[ENTRIES SUPPLIED — start]

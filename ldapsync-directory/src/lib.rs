//! Directory access for ldapsync.
//!
//! Provides the pieces that turn a directory search into delivery-ready
//! records:
//!
//! - **Client**: connects, binds and runs a paged subtree search over LDAP
//! - **Stream**: [`EntryStream`], the lazy sequence of entries a search yields
//! - **Format**: flattens raw entries into [`FormattedRecord`]s
//! - **Pager**: groups formatted records into delivery pages
//!
//! Connectivity problems surface as [`DirectoryError`] values; a failed bind
//! is never mistaken for an empty result set.
//!
//! [`FormattedRecord`]: ldapsync_types::FormattedRecord

mod client;
mod config;
mod error;
pub mod format;
mod pager;
mod stream;

pub use client::{DirectoryClient, DirectorySession, DirectoryStatus};
pub use config::{DirectoryConfig, DEFAULT_ATTRIBUTES, DEFAULT_PAGE_SIZE};
pub use error::{DirectoryError, DirectoryResult};
pub use format::{format_entry, format_value};
pub use pager::{Pager, PagingMode};
pub use stream::{EntryStream, MemoryEntries};
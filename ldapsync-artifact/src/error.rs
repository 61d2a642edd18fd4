//! Error types for artifact output.

use std::path::PathBuf;
use thiserror::Error;

/// Result type for artifact operations.
pub type ArtifactResult<T> = Result<T, ArtifactError>;

/// Errors that can occur while writing artifacts.
#[derive(Debug, Error)]
pub enum ArtifactError {
    /// IO error while writing the artifact.
    #[error("IO error: {0}")]
    Io(#[from] std::io::Error),

    /// A working directory could not be created or cleared.
    #[error("cannot prepare directory {path}: {source}")]
    Directory {
        path: PathBuf,
        #[source]
        source: std::io::Error,
    },

    /// A record could not be serialized.
    #[error("serialization error: {0}")]
    Serialization(#[from] serde_json::Error),
}
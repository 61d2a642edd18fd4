//! Run orchestration for ldapsync.
//!
//! Sequences one invocation end to end:
//!
//! 1. **Validate** the [`Settings`] for the chosen [`Command`]
//! 2. **Connect** to the directory and open a paged search
//! 3. **Write** the artifact, or **page** the records
//! 4. **Deliver** over SFTP or HTTP
//! 5. **Report** an [`ExitStatus`], writing an [`ErrorLog`] on failure
//!
//! The pipelines themselves live on [`SyncRunner`], which takes its entry
//! source and delivery clients as arguments.

mod error;
mod error_log;
mod run;
mod runner;
mod settings;
mod status;

pub use error::{ConfigError, EngineError, EngineResult};
pub use error_log::ErrorLog;
pub use run::{run, Command};
pub use runner::{DestinationSummary, FilesSummary, ProbeSummary, SyncRunner, WebSummary};
pub use settings::{Settings, SftpSettings, WebSettings};
pub use status::ExitStatus;
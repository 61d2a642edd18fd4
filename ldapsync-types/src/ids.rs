//! Identifier types.
//!
//! Uses UUID v7 so run ids sort by start time.

use std::fmt;
use uuid::Uuid;

/// Unique identifier for one invocation of the sync job.
#[derive(Debug, Clone, Copy, PartialEq, Eq, Hash)]
pub struct RunId(Uuid);

impl RunId {
    /// Creates a new run ID with the current timestamp.
    #[must_use]
    pub fn new() -> Self {
        Self(Uuid::now_v7())
    }
}

impl Default for RunId {
    fn default() -> Self {
        Self::new()
    }
}

impl fmt::Display for RunId {
    fn fmt(&self, f: &mut fmt::Formatter<'_>) -> fmt::Result {
        write!(f, "{}", self.0)
    }
}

[ENTRIES SUPPLIED — finish]

→ INSTRUCTIONS FOR THE TASK
In this exercise, copy only the lines from the opening line of the material through the line where "for artifact operations." appears.

→ SOLUTION BELOW
filename ldapsync-directory/src/lib.rs
//! Directory access for ldapsync.
//!
//! Provides the pieces that turn a directory search into delivery-ready
//! records:
//!
//! - **Client**: connects, binds and runs a paged subtree search over LDAP
//! - **Stream**: [`EntryStream`], the lazy sequence of entries a search yields
//! - **Format**: flattens raw entries into [`FormattedRecord`]s
//! - **Pager**: groups formatted records into delivery pages
//!
//! Connectivity problems surface as [`DirectoryError`] values; a failed bind
//! is never mistaken for an empty result set.
//!
//! [`FormattedRecord`]: ldapsync_types::FormattedRecord

mod client;
mod config;
mod error;
pub mod format;
mod pager;
mod stream;

pub use client::{DirectoryClient, DirectorySession, DirectoryStatus};
pub use config::{DirectoryConfig, DEFAULT_ATTRIBUTES, DEFAULT_PAGE_SIZE};
pub use error::{DirectoryError, DirectoryResult};
pub use format::{format_entry, format_value};
pub use pager::{Pager, PagingMode};
pub use stream::{EntryStream, MemoryEntries};
filename ldapsync-artifact/src/error.rs
repository 61d2a642edd18fd4
//! Error types for artifact output.

use std::path::PathBuf;
use thiserror::Error;

/// Result type for artifact operations.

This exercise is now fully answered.